PROVIDED ENTRIES>

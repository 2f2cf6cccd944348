//! Suite tree model: tests regrouped by their suite path.

use serde::{Deserialize, Serialize};

use super::test_result::{Test, TestStatus};

/// Aggregated counts for a suite (or the whole tree).
#[derive(Debug, Clone, Default, PartialEq, Serialize, Deserialize)]
#[serde(rename_all = "camelCase")]
pub struct SuiteSummary {
    pub tests: u64,
    pub passed: u64,
    pub failed: u64,
    pub skipped: u64,
    pub pending: u64,
    /// `other` and unrecognized statuses
    pub other: u64,
    /// Number of tests classified flaky
    pub flaky: u64,
    /// Sum of test durations in milliseconds
    pub duration: f64,
}

impl SuiteSummary {
    /// Count one test. `flaky` is the caller's classification of it.
    pub fn record(&mut self, test: &Test, flaky: bool) {
        self.tests += 1;
        match test.status {
            TestStatus::Passed => self.passed += 1,
            TestStatus::Failed => self.failed += 1,
            TestStatus::Skipped => self.skipped += 1,
            TestStatus::Pending => self.pending += 1,
            TestStatus::Other | TestStatus::Unknown => self.other += 1,
        }
        if flaky {
            self.flaky += 1;
        }
        self.duration += test.duration;
    }

    /// Add another summary's counts into this one.
    pub fn absorb(&mut self, other: &SuiteSummary) {
        self.tests += other.tests;
        self.passed += other.passed;
        self.failed += other.failed;
        self.skipped += other.skipped;
        self.pending += other.pending;
        self.other += other.other;
        self.flaky += other.flaky;
        self.duration += other.duration;
    }

    /// Status a suite with these counts reports.
    pub fn derived_status(&self) -> TestStatus {
        if self.tests == 0 {
            TestStatus::Other
        } else if self.failed > 0 {
            TestStatus::Failed
        } else if self.pending > 0 {
            TestStatus::Pending
        } else if self.skipped == self.tests {
            TestStatus::Skipped
        } else if self.passed == self.tests {
            TestStatus::Passed
        } else {
            TestStatus::Other
        }
    }
}

/// A suite with its direct tests and nested suites.
#[derive(Debug, Clone, PartialEq, Serialize, Deserialize)]
#[serde(rename_all = "camelCase")]
pub struct SuiteNode {
    /// Last path segment
    pub name: String,
    /// Full path, segments joined with ` > `
    pub path: String,
    pub status: TestStatus,
    /// Total duration of every test below this node
    pub duration: f64,
    pub tests: Vec<Test>,
    pub suites: Vec<SuiteNode>,
    #[serde(skip_serializing_if = "Option::is_none")]
    pub summary: Option<SuiteSummary>,
}

/// Top-level entry of a tree.
#[derive(Debug, Clone, PartialEq, Serialize, Deserialize)]
#[serde(tag = "nodeType", rename_all = "lowercase")]
pub enum TreeNode {
    Suite(SuiteNode),
    /// A test without any suite, standing alone at the root
    Test(Test),
}

impl TreeNode {
    pub fn name(&self) -> &str {
        match self {
            Self::Suite(suite) => &suite.name,
            Self::Test(test) => &test.name,
        }
    }

    pub fn status(&self) -> TestStatus {
        match self {
            Self::Suite(suite) => suite.status,
            Self::Test(test) => test.status,
        }
    }
}

/// Forest of suites built from a flat test list.
#[derive(Debug, Clone, Default, PartialEq, Serialize, Deserialize)]
#[serde(rename_all = "camelCase")]
pub struct TestTree {
    pub roots: Vec<TreeNode>,
    #[serde(skip_serializing_if = "Option::is_none")]
    pub summary: Option<SuiteSummary>,
}

/// Options for building a tree.
#[derive(Debug, Clone, Copy, PartialEq, Eq)]
pub struct TreeOptions {
    /// Attach summaries to every suite and to the tree root
    pub include_summary: bool,
}

impl Default for TreeOptions {
    fn default() -> Self {
        TreeOptions {
            include_summary: true,
        }
    }
}
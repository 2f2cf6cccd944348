//! Application configuration loaded from environment variables.

use std::env;
use std::path::PathBuf;

use crate::services::pipeline::DEFAULT_MAX_PREVIOUS_REPORTS;
use crate::services::{BaselineSpec, InsightsOptions};

/// Environment variable names.
pub mod vars {
    pub const CURRENT_REPORT: &str = "INSIGHTS_CURRENT_REPORT";
    pub const HISTORY_DIR: &str = "INSIGHTS_HISTORY_DIR";
    pub const BASELINE: &str = "INSIGHTS_BASELINE";
    pub const MAX_PREVIOUS_REPORTS: &str = "INSIGHTS_MAX_PREVIOUS_REPORTS";
    pub const OUTPUT: &str = "INSIGHTS_OUTPUT";
    pub const SUITE_TREE_OUTPUT: &str = "INSIGHTS_SUITE_TREE_OUTPUT";
}

/// Default values.
pub mod defaults {
    pub const MAX_PREVIOUS_REPORTS: usize = super::DEFAULT_MAX_PREVIOUS_REPORTS;
}

/// Application configuration.
#[derive(Debug, Clone)]
pub struct Config {
    /// Report to enrich
    pub current_report: PathBuf,
    /// Directory holding previous reports (none: no history)
    pub history_dir: Option<PathBuf>,
    /// Baseline selection
    pub baseline: BaselineSpec,
    /// Maximum number of previous reports analyzed (default: 10)
    pub max_previous_reports: usize,
    /// Where the enriched report is written (none: stdout)
    pub output: Option<PathBuf>,
    /// Where the suite tree is written (none: not written)
    pub suite_tree_output: Option<PathBuf>,
}

impl Config {
    /// Load configuration from environment variables.
    ///
    /// Environment variables:
    /// - `INSIGHTS_CURRENT_REPORT`: Path of the current report - REQUIRED
    /// - `INSIGHTS_HISTORY_DIR`: Directory of previous reports (optional)
    /// - `INSIGHTS_BASELINE`: Baseline offset (integer) or report ID (default: latest)
    /// - `INSIGHTS_MAX_PREVIOUS_REPORTS`: History cap (default: 10)
    /// - `INSIGHTS_OUTPUT`: Output path for the enriched report (default: stdout)
    /// - `INSIGHTS_SUITE_TREE_OUTPUT`: Output path for the suite tree (optional)
    pub fn from_env() -> Result<Self, ConfigError> {
        Self::from_lookup(|key| env::var(key).ok())
    }

    /// Load configuration through an arbitrary key lookup.
    pub fn from_lookup<F>(lookup: F) -> Result<Self, ConfigError>
    where
        F: Fn(&str) -> Option<String>,
    {
        let non_empty = |key: &str| lookup(key).filter(|value| !value.trim().is_empty());

        let current_report = non_empty(vars::CURRENT_REPORT)
            .map(PathBuf::from)
            .ok_or(ConfigError::MissingEnvVar(vars::CURRENT_REPORT))?;

        let history_dir = non_empty(vars::HISTORY_DIR).map(PathBuf::from);

        let baseline = non_empty(vars::BASELINE)
            .map(|value| BaselineSpec::parse(&value))
            .unwrap_or_default();

        let max_previous_reports = match non_empty(vars::MAX_PREVIOUS_REPORTS) {
            Some(value) => value
                .trim()
                .parse::<usize>()
                .ok()
                .filter(|max| *max > 0)
                .ok_or(ConfigError::InvalidValue(
                    "INSIGHTS_MAX_PREVIOUS_REPORTS must be a positive number",
                ))?,
            None => defaults::MAX_PREVIOUS_REPORTS,
        };

        let output = non_empty(vars::OUTPUT).map(PathBuf::from);
        let suite_tree_output = non_empty(vars::SUITE_TREE_OUTPUT).map(PathBuf::from);

        Ok(Config {
            current_report,
            history_dir,
            baseline,
            max_previous_reports,
            output,
            suite_tree_output,
        })
    }

    /// Pipeline options derived from this configuration.
    pub fn insights_options(&self) -> InsightsOptions {
        InsightsOptions {
            baseline: self.baseline.clone(),
            max_previous_reports: self.max_previous_reports,
        }
    }
}

/// Configuration errors.
#[derive(Debug, thiserror::Error)]
pub enum ConfigError {
    #[error("Missing required environment variable: {0}")]
    MissingEnvVar(&'static str),

    #[error("Invalid configuration value: {0}")]
    InvalidValue(&'static str),
}
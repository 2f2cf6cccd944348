//! Business logic services.
//!
//! Everything except `loader` is synchronous and free of I/O.

pub mod baseline;
pub mod format;
pub mod insights;
pub mod loader;
pub mod merge;
pub mod metrics;
pub mod pipeline;
pub mod run_insights;
pub mod suite_tree;
pub mod test_insights;
pub mod validation;

pub use baseline::{BaselineSpec, select_baseline};
pub use merge::merge_reports;
pub use metrics::{AggregatedRunMetrics, AggregatedTestMetrics, aggregate, is_flaky};
pub use pipeline::{InsightsOptions, enrich_report};
pub use run_insights::compute_run_insights;
pub use suite_tree::build_suite_tree;
pub use test_insights::enrich_test_insights;
pub use validation::{parse_report, validate_report_value};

ASSIGNED TASK> Look above for the line holding "and unrecognized statuses". Print it and every line after it, exactly, through the line holding "classification of it.".

EXERCISE OUTPUT>
    /// `other` and unrecognized statuses
    pub other: u64,
    /// Number of tests classified flaky
    pub flaky: u64,
    /// Sum of test durations in milliseconds
    pub duration: f64,
}

impl SuiteSummary {
    /// Count one test. `flaky` is the caller's classification of it.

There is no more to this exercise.